Treating Physicians Are Often Ignored in ERISA Litigation: Here's Why

Treating Physicians Are Often Ignored in ERISA Litigation: Here's Why

Frequently, clients or prospective clients come to me baffled that their disability claim(s) have been denied. Their treating physician(s), after all, supported their claim, and even wrote a letter to the insurance company stating that the client was “permanently and totally disabled.” How, then, could the claim be denied?

In a very recent case out of Maryland, the court entered judgment against a disability claimant and, in the process noted that his treating physician’s letter to the effect that he was disabled was largely disregarded because, specifically, it failed to consider the definition of “disabled” contained in the policy. That may well be, according to the court, but I suspect that, at a more fundamental level, the insurer was permitted to disregard it for a broader, simpler reason: letters from doctors are not viewed as “clinical evidence” by any disability insurers and by very few courts.

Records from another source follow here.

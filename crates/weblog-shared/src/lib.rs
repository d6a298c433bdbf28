//! # Weblog Shared
//!
//! Types shared between the API surface and its clients: request and
//! response DTOs, the page envelope, and the RFC 7807 error body.

pub mod dto;
pub mod response;

pub use response::{ApiResponse, ErrorResponse, Paginated};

This view, practically universal amongst ERISA insurers, is responsible for many claim denials but very little understanding. It is set forth in express plan language sometimes, but not always. Claim administrators, even those that strictly follow the rule, rarely bring attention to it. Claimants and physicians are completely blind to it.

Doctors practice in a environment in which they create medical reality for their patients and their support staff. Their diagnoses and decisions are rarely questioned by either. What they say goes. They are unaccustomed to situations in which their words or opinions are disregarded, but that’s exactly where they are in ERISA claims, where insurers are cloaked with virtually unlimited discretion, and authority, in the decision-making process. Unlike in the Social Security cases, where the law applies the vestiges of a formally-repealed-but-still-revered “treating physician rule” (vesting substantial authority in the opinions of treating physicians), ERISA claims administrators are free to ignore what doctors say. And so are the courts.

What carries the day in ERISA claims is “clinical evidence”. Diagnostic material such as lab work, imaging (x-rays, MRI’s, CT scans, etc.), other types of medically-recognized testing, observable symptomology and office notes are clinical evidence. They carry the day in ERISA disability claims. Letters from doctors don’t.

So, during the administrative appeal process, focus on compiling true clinical evidence to support the claim, from as many treating physicians as possible, and get it into the hands of the claims administrator. Letters from those individuals may get you out of gym class, but they won’t get you disability status.